• **WORK TASK**: Extract all lines from the data beneath that include the word "Settled".

• **Collected data entries**:
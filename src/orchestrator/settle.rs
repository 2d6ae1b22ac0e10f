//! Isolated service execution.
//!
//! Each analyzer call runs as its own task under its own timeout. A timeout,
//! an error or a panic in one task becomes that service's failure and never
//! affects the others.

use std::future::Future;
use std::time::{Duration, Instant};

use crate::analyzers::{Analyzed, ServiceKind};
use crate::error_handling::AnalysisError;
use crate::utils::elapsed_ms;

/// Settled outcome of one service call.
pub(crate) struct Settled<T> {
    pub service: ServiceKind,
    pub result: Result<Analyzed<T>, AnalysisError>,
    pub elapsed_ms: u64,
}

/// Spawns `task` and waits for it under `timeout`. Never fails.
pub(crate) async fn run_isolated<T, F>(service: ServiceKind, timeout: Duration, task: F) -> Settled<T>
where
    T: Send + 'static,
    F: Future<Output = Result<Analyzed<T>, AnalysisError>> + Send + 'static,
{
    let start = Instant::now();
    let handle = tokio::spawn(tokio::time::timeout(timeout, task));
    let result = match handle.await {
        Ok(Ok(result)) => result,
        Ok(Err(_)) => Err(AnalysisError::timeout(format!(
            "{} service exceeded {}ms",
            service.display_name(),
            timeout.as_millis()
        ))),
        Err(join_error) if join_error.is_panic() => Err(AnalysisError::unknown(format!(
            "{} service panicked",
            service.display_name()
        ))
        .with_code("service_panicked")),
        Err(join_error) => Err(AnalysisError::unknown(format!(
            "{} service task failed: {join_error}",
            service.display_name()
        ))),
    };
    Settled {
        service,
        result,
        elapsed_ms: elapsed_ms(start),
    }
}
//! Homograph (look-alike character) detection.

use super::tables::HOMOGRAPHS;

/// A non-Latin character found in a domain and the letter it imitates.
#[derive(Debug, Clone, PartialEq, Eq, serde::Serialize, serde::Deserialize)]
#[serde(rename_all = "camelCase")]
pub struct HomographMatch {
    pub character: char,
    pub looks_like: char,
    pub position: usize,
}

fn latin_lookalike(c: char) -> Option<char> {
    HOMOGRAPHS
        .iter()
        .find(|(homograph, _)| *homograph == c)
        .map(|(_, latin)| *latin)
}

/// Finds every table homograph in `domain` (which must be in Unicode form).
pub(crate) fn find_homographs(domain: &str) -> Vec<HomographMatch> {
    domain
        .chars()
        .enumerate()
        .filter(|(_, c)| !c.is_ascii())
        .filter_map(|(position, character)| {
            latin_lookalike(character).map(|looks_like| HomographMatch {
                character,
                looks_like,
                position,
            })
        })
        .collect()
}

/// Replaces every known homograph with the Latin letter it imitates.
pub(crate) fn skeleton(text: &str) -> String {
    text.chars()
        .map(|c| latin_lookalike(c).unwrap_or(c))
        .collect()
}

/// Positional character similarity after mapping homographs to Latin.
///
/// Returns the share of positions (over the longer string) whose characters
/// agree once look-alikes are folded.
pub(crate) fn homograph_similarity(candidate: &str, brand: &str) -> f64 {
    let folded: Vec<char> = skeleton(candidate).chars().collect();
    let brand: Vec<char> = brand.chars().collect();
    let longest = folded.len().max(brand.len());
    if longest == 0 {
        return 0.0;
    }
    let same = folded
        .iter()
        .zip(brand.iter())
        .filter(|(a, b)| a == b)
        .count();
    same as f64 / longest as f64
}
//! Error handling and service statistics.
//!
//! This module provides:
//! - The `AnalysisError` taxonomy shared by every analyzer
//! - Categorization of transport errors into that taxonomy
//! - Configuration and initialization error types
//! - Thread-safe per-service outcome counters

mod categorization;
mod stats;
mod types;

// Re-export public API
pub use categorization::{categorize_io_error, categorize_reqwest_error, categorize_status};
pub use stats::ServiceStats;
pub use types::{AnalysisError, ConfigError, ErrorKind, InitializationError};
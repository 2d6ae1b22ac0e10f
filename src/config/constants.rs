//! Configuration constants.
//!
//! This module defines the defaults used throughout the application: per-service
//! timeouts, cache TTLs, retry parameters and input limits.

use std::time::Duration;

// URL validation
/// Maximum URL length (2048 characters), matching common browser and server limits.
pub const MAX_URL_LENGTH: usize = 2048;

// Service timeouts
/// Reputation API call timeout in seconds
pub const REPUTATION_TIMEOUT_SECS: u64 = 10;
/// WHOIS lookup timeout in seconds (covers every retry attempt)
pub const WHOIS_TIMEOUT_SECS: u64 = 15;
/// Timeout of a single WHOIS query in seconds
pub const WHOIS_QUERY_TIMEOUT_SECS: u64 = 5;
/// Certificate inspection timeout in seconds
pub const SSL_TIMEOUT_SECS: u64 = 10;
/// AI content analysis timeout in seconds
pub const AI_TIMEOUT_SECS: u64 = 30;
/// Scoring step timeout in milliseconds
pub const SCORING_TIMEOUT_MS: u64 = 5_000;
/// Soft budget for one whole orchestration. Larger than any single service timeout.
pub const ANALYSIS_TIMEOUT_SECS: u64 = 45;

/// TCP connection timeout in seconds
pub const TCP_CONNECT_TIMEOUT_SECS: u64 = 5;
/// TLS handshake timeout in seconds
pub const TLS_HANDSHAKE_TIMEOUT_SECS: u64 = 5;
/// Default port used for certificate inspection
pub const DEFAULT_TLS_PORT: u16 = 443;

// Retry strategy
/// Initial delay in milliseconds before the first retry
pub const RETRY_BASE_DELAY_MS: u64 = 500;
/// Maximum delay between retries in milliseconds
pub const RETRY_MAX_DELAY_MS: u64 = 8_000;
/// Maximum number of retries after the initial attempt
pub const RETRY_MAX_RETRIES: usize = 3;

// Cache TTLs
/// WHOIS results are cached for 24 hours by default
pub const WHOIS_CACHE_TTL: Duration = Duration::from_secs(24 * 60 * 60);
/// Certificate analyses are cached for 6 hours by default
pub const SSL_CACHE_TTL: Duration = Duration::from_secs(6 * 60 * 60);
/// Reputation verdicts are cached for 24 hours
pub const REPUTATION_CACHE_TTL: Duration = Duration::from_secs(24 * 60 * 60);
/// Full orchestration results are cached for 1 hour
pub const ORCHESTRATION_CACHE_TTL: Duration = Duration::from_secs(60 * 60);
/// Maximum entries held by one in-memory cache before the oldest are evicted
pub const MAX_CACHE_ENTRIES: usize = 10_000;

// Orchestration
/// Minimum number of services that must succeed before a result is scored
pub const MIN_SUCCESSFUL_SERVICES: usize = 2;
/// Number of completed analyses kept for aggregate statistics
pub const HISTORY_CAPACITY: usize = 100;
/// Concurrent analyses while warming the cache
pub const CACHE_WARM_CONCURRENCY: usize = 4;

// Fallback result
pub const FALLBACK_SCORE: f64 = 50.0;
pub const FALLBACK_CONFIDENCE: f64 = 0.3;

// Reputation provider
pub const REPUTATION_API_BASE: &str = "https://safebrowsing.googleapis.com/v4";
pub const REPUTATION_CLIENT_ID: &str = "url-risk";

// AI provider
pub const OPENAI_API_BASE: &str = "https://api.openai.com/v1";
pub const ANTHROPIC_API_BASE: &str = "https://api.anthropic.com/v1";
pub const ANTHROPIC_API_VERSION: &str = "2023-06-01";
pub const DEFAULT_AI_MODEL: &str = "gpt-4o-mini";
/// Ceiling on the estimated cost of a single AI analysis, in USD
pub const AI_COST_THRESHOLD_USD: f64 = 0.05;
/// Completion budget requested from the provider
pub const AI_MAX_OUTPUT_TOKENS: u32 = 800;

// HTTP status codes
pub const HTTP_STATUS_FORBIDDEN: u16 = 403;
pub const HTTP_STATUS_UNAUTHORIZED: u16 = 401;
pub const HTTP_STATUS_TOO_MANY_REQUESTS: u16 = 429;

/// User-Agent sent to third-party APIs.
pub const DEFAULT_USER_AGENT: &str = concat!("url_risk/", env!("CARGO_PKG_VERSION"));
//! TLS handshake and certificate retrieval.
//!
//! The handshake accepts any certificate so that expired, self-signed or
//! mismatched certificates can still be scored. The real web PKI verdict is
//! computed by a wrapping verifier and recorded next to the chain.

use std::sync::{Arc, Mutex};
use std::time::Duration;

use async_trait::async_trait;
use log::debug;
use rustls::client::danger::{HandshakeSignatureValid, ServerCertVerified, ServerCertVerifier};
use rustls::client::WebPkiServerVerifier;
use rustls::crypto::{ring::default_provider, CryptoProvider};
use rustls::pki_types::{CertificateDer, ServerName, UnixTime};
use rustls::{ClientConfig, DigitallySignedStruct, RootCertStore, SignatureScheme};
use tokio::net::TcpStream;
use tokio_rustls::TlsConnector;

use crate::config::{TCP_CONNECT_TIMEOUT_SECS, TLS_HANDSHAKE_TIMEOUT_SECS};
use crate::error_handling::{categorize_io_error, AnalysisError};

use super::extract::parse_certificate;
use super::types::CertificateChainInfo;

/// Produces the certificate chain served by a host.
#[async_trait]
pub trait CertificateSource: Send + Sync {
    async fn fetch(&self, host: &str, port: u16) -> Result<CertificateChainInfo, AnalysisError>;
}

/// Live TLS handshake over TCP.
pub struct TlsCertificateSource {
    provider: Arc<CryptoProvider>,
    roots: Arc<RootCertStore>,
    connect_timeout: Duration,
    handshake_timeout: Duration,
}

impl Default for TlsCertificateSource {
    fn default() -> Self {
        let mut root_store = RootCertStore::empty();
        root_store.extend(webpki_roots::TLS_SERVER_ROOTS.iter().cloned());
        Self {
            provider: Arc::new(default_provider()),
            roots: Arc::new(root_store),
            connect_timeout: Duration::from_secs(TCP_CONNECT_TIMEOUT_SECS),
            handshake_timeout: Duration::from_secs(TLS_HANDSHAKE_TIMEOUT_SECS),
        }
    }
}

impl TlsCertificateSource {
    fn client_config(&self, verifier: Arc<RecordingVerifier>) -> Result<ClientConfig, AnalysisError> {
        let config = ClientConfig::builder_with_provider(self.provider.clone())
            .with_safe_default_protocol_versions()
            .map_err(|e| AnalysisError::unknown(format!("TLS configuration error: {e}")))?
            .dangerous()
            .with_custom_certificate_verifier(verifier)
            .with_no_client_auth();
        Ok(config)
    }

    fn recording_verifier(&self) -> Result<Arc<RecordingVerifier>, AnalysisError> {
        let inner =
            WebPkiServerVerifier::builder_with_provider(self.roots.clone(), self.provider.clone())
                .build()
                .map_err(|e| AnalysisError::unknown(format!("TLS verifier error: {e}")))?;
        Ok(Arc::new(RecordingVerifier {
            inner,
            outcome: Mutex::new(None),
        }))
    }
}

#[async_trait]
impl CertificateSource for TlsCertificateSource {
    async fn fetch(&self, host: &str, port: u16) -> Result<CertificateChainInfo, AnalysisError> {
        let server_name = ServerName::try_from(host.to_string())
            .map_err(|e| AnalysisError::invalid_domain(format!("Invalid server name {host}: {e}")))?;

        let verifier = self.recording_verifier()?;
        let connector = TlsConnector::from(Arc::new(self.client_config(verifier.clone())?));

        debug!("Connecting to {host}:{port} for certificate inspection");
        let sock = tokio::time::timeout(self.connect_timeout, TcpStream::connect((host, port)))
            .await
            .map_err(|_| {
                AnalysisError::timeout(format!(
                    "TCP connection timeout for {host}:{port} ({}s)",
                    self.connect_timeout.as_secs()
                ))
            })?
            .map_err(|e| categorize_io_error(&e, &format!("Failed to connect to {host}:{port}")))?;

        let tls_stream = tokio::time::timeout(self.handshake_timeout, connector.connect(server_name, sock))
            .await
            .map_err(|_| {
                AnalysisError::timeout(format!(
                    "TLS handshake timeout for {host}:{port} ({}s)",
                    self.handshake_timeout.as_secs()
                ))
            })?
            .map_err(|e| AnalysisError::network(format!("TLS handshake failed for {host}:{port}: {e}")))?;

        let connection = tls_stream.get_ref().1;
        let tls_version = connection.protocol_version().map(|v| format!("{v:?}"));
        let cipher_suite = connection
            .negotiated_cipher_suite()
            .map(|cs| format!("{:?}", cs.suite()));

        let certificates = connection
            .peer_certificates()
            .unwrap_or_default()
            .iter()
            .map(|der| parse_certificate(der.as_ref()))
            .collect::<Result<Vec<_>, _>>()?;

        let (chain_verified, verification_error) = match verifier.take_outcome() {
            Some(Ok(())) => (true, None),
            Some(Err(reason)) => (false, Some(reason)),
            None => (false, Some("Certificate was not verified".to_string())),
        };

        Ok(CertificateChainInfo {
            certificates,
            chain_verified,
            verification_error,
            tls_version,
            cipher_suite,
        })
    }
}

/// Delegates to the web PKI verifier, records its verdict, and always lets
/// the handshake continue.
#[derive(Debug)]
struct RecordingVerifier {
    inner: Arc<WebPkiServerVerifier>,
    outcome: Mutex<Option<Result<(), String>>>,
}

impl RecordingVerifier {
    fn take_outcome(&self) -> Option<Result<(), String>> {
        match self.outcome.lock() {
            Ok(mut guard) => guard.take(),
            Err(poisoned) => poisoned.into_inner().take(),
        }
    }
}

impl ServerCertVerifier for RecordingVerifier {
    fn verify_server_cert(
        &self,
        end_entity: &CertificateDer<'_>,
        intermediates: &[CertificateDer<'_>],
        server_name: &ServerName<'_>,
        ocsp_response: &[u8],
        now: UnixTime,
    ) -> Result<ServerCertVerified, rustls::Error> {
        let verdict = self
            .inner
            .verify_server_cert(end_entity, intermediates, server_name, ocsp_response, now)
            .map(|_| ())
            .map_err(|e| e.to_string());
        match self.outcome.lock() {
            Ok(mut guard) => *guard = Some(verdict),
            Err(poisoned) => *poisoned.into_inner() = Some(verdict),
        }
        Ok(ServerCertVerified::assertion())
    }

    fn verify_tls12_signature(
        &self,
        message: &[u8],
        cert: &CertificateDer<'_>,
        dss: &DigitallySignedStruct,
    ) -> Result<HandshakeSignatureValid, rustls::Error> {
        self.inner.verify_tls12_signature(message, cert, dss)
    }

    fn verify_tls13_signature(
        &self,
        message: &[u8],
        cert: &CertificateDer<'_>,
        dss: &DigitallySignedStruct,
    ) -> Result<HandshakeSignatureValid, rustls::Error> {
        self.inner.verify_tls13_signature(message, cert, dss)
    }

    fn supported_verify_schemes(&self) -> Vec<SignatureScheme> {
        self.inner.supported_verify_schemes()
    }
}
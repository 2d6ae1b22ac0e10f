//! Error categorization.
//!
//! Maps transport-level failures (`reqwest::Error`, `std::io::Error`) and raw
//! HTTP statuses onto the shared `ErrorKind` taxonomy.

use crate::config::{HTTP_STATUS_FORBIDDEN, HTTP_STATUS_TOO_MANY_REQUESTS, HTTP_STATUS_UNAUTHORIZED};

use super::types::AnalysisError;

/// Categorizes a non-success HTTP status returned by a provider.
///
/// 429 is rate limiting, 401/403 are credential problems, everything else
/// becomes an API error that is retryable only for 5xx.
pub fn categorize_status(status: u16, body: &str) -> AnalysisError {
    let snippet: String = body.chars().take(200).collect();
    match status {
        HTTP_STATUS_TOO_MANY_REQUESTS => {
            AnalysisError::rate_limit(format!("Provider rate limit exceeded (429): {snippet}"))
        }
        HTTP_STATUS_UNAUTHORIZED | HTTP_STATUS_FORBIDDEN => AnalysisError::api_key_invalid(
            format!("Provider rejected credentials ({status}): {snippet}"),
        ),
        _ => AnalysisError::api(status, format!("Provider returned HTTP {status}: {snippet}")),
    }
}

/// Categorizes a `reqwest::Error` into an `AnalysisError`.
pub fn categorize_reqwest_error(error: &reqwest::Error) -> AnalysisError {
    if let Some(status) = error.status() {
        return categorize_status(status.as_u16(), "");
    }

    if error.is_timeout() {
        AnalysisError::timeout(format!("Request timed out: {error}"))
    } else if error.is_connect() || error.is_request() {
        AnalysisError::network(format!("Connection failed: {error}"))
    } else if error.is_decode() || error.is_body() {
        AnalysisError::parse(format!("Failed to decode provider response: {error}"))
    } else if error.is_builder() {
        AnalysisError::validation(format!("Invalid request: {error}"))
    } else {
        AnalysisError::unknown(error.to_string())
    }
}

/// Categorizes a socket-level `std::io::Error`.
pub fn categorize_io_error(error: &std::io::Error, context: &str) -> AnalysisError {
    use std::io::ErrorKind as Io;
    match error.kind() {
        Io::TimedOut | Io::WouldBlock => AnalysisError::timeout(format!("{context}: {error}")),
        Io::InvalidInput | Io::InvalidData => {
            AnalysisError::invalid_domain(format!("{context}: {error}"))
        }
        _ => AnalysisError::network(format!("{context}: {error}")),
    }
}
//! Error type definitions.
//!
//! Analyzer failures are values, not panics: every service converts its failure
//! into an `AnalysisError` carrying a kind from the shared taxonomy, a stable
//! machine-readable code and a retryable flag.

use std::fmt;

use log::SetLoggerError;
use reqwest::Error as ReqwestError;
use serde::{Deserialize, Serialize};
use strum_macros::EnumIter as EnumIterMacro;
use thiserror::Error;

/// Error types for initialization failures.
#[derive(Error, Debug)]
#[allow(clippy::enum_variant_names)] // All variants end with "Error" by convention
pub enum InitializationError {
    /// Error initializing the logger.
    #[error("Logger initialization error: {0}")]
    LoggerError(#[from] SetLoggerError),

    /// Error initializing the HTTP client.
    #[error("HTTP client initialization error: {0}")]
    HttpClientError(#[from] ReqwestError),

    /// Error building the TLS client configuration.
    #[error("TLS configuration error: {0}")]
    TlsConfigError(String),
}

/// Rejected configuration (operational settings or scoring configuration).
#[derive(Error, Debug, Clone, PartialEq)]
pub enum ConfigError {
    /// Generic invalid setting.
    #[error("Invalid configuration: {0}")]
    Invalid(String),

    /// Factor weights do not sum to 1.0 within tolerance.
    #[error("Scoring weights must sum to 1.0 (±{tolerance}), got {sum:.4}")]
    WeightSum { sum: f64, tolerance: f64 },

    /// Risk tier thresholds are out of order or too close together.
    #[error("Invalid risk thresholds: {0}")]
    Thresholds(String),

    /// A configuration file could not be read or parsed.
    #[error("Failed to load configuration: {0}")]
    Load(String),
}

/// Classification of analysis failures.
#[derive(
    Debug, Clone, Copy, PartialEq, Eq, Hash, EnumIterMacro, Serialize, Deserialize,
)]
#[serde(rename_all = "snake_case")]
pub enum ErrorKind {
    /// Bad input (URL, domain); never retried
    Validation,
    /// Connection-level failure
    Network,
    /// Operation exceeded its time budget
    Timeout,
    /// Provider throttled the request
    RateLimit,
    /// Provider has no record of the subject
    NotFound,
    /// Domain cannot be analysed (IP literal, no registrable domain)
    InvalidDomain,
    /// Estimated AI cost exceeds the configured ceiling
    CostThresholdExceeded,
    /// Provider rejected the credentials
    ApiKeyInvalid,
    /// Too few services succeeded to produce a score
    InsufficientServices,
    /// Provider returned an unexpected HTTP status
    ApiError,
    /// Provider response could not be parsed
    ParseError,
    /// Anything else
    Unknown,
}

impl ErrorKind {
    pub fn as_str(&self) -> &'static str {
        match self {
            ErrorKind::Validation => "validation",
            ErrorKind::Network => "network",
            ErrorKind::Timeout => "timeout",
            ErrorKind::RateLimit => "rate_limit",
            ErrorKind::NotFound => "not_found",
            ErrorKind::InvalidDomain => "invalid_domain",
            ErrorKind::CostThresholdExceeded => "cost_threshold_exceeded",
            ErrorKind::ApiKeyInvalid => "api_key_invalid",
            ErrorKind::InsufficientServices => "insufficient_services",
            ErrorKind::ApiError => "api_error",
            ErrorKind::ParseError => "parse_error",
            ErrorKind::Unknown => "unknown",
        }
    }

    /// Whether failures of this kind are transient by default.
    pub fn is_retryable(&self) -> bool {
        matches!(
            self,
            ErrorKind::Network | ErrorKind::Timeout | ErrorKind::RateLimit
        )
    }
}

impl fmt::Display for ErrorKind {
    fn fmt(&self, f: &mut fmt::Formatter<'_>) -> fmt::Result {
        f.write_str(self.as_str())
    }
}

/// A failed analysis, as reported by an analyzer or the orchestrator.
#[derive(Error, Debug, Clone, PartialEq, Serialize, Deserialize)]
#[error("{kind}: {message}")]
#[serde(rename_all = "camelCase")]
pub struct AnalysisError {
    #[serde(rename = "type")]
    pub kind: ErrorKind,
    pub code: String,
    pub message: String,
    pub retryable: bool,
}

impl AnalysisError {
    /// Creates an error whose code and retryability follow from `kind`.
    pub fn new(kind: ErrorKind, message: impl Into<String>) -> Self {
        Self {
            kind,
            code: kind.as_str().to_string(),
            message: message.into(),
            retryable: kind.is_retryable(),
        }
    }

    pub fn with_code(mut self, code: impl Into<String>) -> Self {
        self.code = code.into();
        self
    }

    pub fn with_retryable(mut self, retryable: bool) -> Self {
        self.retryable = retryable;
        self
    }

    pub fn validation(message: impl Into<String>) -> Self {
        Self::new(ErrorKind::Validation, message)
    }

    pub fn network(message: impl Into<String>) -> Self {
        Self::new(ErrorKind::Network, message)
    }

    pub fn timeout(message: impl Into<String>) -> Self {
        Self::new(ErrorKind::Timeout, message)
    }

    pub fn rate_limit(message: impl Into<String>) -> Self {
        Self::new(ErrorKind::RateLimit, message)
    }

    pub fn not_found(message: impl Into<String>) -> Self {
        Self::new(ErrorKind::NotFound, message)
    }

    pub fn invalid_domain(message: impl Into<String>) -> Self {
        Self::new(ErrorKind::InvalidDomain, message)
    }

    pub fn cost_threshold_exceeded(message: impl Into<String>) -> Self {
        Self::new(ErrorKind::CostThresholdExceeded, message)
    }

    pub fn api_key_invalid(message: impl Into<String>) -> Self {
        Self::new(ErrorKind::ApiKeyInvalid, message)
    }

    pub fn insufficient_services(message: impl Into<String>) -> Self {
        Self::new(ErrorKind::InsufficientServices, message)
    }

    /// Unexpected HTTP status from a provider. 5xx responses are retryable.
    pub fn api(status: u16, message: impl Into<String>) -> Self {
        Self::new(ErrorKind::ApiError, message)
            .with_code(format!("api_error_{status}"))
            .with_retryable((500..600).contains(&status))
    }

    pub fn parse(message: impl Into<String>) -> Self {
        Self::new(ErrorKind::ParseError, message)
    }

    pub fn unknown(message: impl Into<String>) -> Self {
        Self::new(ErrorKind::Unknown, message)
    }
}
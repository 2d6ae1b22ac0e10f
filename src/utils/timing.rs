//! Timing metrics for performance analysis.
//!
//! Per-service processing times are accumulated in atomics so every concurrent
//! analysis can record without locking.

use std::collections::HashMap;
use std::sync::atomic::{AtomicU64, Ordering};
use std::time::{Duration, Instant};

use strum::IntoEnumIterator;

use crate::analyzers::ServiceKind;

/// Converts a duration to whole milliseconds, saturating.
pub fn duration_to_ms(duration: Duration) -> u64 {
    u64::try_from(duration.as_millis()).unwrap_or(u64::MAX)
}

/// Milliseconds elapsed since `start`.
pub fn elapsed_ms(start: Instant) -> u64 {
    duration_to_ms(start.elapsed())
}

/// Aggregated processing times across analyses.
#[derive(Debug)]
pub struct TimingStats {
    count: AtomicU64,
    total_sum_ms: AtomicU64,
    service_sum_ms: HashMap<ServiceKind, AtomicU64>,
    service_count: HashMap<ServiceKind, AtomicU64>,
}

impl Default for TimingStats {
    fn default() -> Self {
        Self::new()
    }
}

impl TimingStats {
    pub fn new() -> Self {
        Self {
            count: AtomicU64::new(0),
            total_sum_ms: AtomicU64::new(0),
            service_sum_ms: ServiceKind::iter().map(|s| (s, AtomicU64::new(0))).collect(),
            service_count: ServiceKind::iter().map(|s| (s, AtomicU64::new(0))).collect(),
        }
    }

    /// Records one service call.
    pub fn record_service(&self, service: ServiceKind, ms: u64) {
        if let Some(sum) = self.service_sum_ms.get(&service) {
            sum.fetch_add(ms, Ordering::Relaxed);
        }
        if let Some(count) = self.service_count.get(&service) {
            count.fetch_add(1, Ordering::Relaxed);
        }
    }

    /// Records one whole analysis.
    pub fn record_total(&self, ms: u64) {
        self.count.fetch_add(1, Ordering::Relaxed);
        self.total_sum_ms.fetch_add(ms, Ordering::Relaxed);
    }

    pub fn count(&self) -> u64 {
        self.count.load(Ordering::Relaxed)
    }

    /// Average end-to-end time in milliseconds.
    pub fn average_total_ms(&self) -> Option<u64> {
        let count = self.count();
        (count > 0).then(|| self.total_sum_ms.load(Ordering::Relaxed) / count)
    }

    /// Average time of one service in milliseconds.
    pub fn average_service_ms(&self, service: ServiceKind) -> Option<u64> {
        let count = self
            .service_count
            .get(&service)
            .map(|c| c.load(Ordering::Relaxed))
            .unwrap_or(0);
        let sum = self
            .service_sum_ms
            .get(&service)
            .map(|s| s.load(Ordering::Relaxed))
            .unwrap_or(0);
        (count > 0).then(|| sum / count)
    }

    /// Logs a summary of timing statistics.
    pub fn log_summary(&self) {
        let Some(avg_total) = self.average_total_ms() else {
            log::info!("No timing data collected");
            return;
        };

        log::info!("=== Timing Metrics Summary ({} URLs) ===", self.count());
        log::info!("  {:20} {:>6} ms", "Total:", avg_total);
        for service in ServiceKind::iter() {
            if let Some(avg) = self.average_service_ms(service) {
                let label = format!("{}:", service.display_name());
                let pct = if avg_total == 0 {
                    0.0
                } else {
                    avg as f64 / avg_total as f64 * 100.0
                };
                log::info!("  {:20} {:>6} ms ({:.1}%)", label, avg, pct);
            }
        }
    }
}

• **RESPONSE**:
/// Settled outcome of one service call.
pub(crate) struct Settled<T> {
pub(crate) async fn run_isolated<T, F>(service: ServiceKind, timeout: Duration, task: F) -> Settled<T>
    Settled {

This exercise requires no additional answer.